Instead you could do this as
\documentclass{article}
\usepackage{xparse}
\NewDocumentCommand \LambdaCalc {u{.} r()} {%
[arg:(#1) body:(#2)]
}
\DeclareUnicodeCharacter {03BB} {\LambdaCalc}
\begin{document}
λx.(2x)
\end{document}> these are predefined as `\@firstoftwo` and `\@secondoftwo`
I do wish LaTeX kernel commands (which I'm assuming these are) were more widely documented. As it stands, it's pretty hard to keep track of what already exists. Is there a nice reference for those?
> Also the Unicode bytes are already active so setting their catcode is useless.
This is true for LaTeX and not TeX, correct? Originally, I'd `\expandafter\let\expandafter\@firstoct\@firstoftwoλ`, but I decided not to assume that that character was already active.
> Also redefining the first octet breaks LaTeX's UTF-8 handling...
How so? (If the else case wasn't broken)
>...and the else case forms an infinite loop.
If `\Firstλ` was not an active character, would this still be true? Since I store `\Firstλ` in `\lambda@first@oct` before it's declared an active character.
> and it breaks other uses of `(` and `)` in the argument.
This is not a concern for the DSL, but...
> Changing the catcodes of `(` and `)` means that this command doesn't work in the arguments of other commands
...this is. Thanks.
> Instead you could do this as
Damn :)
Thanks for the nice feedback. I suppose I should read up on xparse. In any case I feel like it's not moot to try to achieve the same results with primitives, to have some idea of what's breaking when a given program doesn't compile (usually at that point the primitives surface).

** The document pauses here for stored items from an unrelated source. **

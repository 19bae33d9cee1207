//! Gap analysis engine.
//!
//! Compares each category of a [`StructuredTechStack`] against a checklist
//! of expected capabilities, then synthesizes key decisions, migration notes
//! and strategic recommendations. Pure over its input.

pub mod checklists;
pub mod strategy;

use std::collections::BTreeMap;

use serde::{Deserialize, Serialize};
use tracing::{debug, info};

use crate::stack::StructuredTechStack;
use crate::types::{Category, Priority};

pub use checklists::{checklist, Checklist, PriorityScheme};
pub use strategy::StrategicRecommendation;

#[derive(Debug, Clone, PartialEq, Eq, Serialize, Deserialize)]
pub struct GapCategoryAnalysis {
    pub current_technologies: Vec<String>,
    pub identified_gaps: Vec<String>,
    pub recommendations: Vec<String>,
    pub priority: Priority,
}

/// A structured stack extended with gap analysis.
#[derive(Debug, Clone, PartialEq, Eq, Serialize, Deserialize)]
pub struct EnhancedTechStack {
    #[serde(flatten)]
    pub stack: StructuredTechStack,
    pub gap_analysis: BTreeMap<Category, GapCategoryAnalysis>,
    pub key_decisions: Vec<String>,
    pub migration_notes: Vec<String>,
    pub strategic_recommendations: Vec<StrategicRecommendation>,
}

impl EnhancedTechStack {
    pub fn category(&self, category: Category) -> Option<&GapCategoryAnalysis> {
        self.gap_analysis.get(&category)
    }

    /// Categories with at least one gap.
    pub fn gap_category_count(&self) -> usize {
        self.gap_analysis
            .values()
            .filter(|a| !a.identified_gaps.is_empty())
            .count()
    }
}

/// Gap analysis for one category.
pub fn analyze_category(category: Category, technologies: &[String]) -> GapCategoryAnalysis {
    let list = checklist(category);
    let identified_gaps = list.gaps(technologies);
    let recommendations = list.recommendations_for(&identified_gaps);
    let priority = list.priority.classify(identified_gaps.len());

    debug!(
        category = %category,
        gaps = identified_gaps.len(),
        priority = %priority,
        "Category analyzed"
    );

    GapCategoryAnalysis {
        current_technologies: technologies.to_vec(),
        identified_gaps,
        recommendations,
        priority,
    }
}

/// Run the gap engine over a structured stack.
pub fn analyze(stack: StructuredTechStack) -> EnhancedTechStack {
    let gap_analysis: BTreeMap<Category, GapCategoryAnalysis> = Category::ALL
        .iter()
        .map(|c| (*c, analyze_category(*c, stack.technologies.get(*c))))
        .collect();

    let key_decisions = strategy::key_decisions(&stack);
    let migration_notes = strategy::migration_notes(&stack);
    let strategic_recommendations = strategy::strategic_recommendations(&gap_analysis);

    info!(
        repository = %stack.repository.full_name,
        high_priority = strategic_recommendations
            .iter()
            .filter(|r| r.priority == Priority::High)
            .count(),
        "Gap analysis complete"
    );

    EnhancedTechStack {
        stack,
        gap_analysis,
        key_decisions,
        migration_notes,
        strategic_recommendations,
    }
}

#[cfg(test)]
mod tests {
    use super::*;
    use crate::stack::{
        AiIntegration, DatabaseAnalysis, InfrastructureAnalysis, StackMetadata,
    };
    use crate::types::{RepositoryInfo, TechnologyCategoryMap};

    fn stack_with(entries: &[(Category, &str)], frameworks: &[&str]) -> StructuredTechStack {
        let mut technologies = TechnologyCategoryMap::default();
        for (category, tech) in entries {
            technologies.push(*category, *tech);
        }
        StructuredTechStack {
            repository: RepositoryInfo {
                name: "app".to_string(),
                full_name: "acme/app".to_string(),
                description: None,
                language: None,
                size_kb: 1,
                updated_at: None,
                default_branch: "main".to_string(),
            },
            technologies,
            frameworks: frameworks.iter().map(|f| f.to_string()).collect(),
            languages: vec![],
            package_managers: vec![],
            dev_tools: vec![],
            dependencies: Default::default(),
            configurations: Default::default(),
            infrastructure: InfrastructureAnalysis::default(),
            database: DatabaseAnalysis::default(),
            ai_integration: AiIntegration::default(),
            metadata: StackMetadata {
                files_analyzed: 0,
                total_files_scanned: 0,
                dependency_count: 0,
                analyzed_at: "2024-05-01T12:00:00Z".parse().unwrap(),
                method: "test".to_string(),
            },
        }
    }

    #[test]
    fn test_empty_stack_covers_all_categories() {
        let enhanced = analyze(stack_with(&[], &[]));

        assert_eq!(enhanced.gap_analysis.len(), 8);
        let database = enhanced.category(Category::Database).unwrap();
        assert!(database
            .identified_gaps
            .contains(&"No database detected".to_string()));
        assert_eq!(database.priority, Priority::High);
        assert!(database.current_technologies.is_empty());

        // two-tier categories never reach high
        assert_eq!(enhanced.category(Category::Ai).unwrap().priority, Priority::Medium);
        assert_eq!(
            enhanced.category(Category::Integrations).unwrap().priority,
            Priority::Medium
        );
        assert_eq!(enhanced.gap_category_count(), 8);
    }

    #[test]
    fn test_supabase_has_database_but_no_cache() {
        let enhanced = analyze(stack_with(
            &[
                (Category::Database, "PostgreSQL"),
                (Category::Database, "Supabase"),
                (Category::Frontend, "Tailwind-CSS-3.3.0"),
                (Category::Frontend, "Tailwind CSS"),
            ],
            &["Tailwind CSS"],
        ));

        let database = enhanced.category(Category::Database).unwrap();
        assert!(!database
            .identified_gaps
            .iter()
            .any(|g| g == "No database detected"));
        assert!(database
            .identified_gaps
            .contains(&"No caching layer detected".to_string()));
        assert!(database
            .identified_gaps
            .contains(&"No backup strategy documented".to_string()));
        assert_eq!(
            database.current_technologies,
            vec!["PostgreSQL".to_string(), "Supabase".to_string()]
        );
    }

    #[test]
    fn test_recommendations_follow_gap_order() {
        let analysis = analyze_category(Category::Frontend, &["React-18.3.1".to_string()]);
        assert_eq!(analysis.identified_gaps.len(), 3);
        assert_eq!(analysis.recommendations.len(), 3);
        assert!(analysis.recommendations[0].contains("TypeScript"));
        assert_eq!(analysis.priority, Priority::High);
    }

    #[test]
    fn test_decisions_and_notes_never_empty() {
        let enhanced = analyze(stack_with(&[], &[]));
        assert_eq!(enhanced.key_decisions.len(), 1);
        assert_eq!(enhanced.migration_notes.len(), 2);
        // frontend, backend, database, infrastructure and development are high
        assert_eq!(enhanced.strategic_recommendations.len(), 5 + 3);
    }

    #[test]
    fn test_decisions_and_migration_notes_from_stack() {
        let enhanced = analyze(stack_with(
            &[
                (Category::Frontend, "Next.js-13.5.0"),
                (Category::Frontend, "React-17.0.2"),
                (Category::Frontend, "TypeScript-5.4.0"),
                (Category::Backend, "Supabase-2.39.0"),
            ],
            &["Next.js", "React"],
        ));

        assert!(enhanced
            .key_decisions
            .iter()
            .any(|d| d.starts_with("Next.js chosen")));
        assert!(enhanced
            .key_decisions
            .iter()
            .any(|d| d.starts_with("Supabase adopted")));
        assert!(enhanced
            .key_decisions
            .contains(&"Primary frameworks: Next.js, React".to_string()));

        assert!(enhanced.migration_notes[0].starts_with("React 17 detected"));
        assert!(enhanced.migration_notes[1].starts_with("Next.js 13 detected"));
        assert_eq!(enhanced.migration_notes.len(), 4);
    }

    #[test]
    fn test_enhanced_stack_serializes_flat() {
        let enhanced = analyze(stack_with(&[], &[]));
        let json = serde_json::to_value(&enhanced).unwrap();
        assert!(json.get("technologies").is_some());
        assert!(json["gap_analysis"].get("database").is_some());
    }
}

Not really, the traditional commands are rather messy. Of course you can read source2e, but that's not really documentation. For new stuff it often makes sense to write the more programmy stuff in expl3 which is much better documented in interface3. (It contains these commands as `\use_i:nn` and `\use_ii:nn`)

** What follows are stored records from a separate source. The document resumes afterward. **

//! Whole-run wall-clock budget.

use std::time::{Duration, Instant};

use crate::errors::RepoScopeError;

/// A deadline started at the beginning of a run and checked between stages
/// and before every hosting-API call.
#[derive(Debug, Clone, Copy)]
pub struct Deadline {
    started: Instant,
    budget: Duration,
}

impl Deadline {
    pub fn start(budget: Duration) -> Self {
        Self {
            started: Instant::now(),
            budget,
        }
    }

    /// The instant the budget runs out, handed to host clients so a single
    /// call cannot outlive the run.
    pub fn expires_at(&self) -> Instant {
        Instant::now() + self.remaining()
    }

    pub fn elapsed(&self) -> Duration {
        self.started.elapsed()
    }

    pub fn remaining(&self) -> Duration {
        self.budget.saturating_sub(self.elapsed())
    }

    pub fn is_expired(&self) -> bool {
        self.elapsed() >= self.budget
    }

    /// # Errors
    /// Returns [`RepoScopeError::BudgetExceeded`] once the budget is spent.
    pub fn check(&self) -> Result<(), RepoScopeError> {
        if self.is_expired() {
            return Err(RepoScopeError::BudgetExceeded {
                budget_secs: self.budget.as_secs(),
                elapsed_ms: self.elapsed().as_millis(),
            });
        }
        Ok(())
    }
}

> > Also the Unicode bytes are already active so setting their catcode is useless. > > This is true for LaTeX and not TeX, correct?
Right, this is LaTeX specific.
> Also redefining the first octet breaks LaTeX's UTF-8 handling... > > How so? (If the else case wasn't broken)
LaTeX's definition of the first byte handles arbitrary valid UTF-8 following bytes by using corresponding definitions or printing correct errors, while even a definition which wouldn't trigger the active character again would just print the two bytes which does not print a useful error message and probably prints two random characters from the font, completely ignoring any potential definition using LaTeX's mechanism for other codepoints starting with this byte.
>...and the else case forms an infinite loop. > > If `\Firstλ` was not an active character, would this still be true? Since I store `\Firstλ` in `\lambda@first@oct` before it's declared an active character.
You are correct, if the first byte wouldn't already be an active character (e.g. in plain TeX) then it wouldn't loop. It wouldn't expand to something particularly useful, but that wouldn't be any worse than without the definition so it would be "correct".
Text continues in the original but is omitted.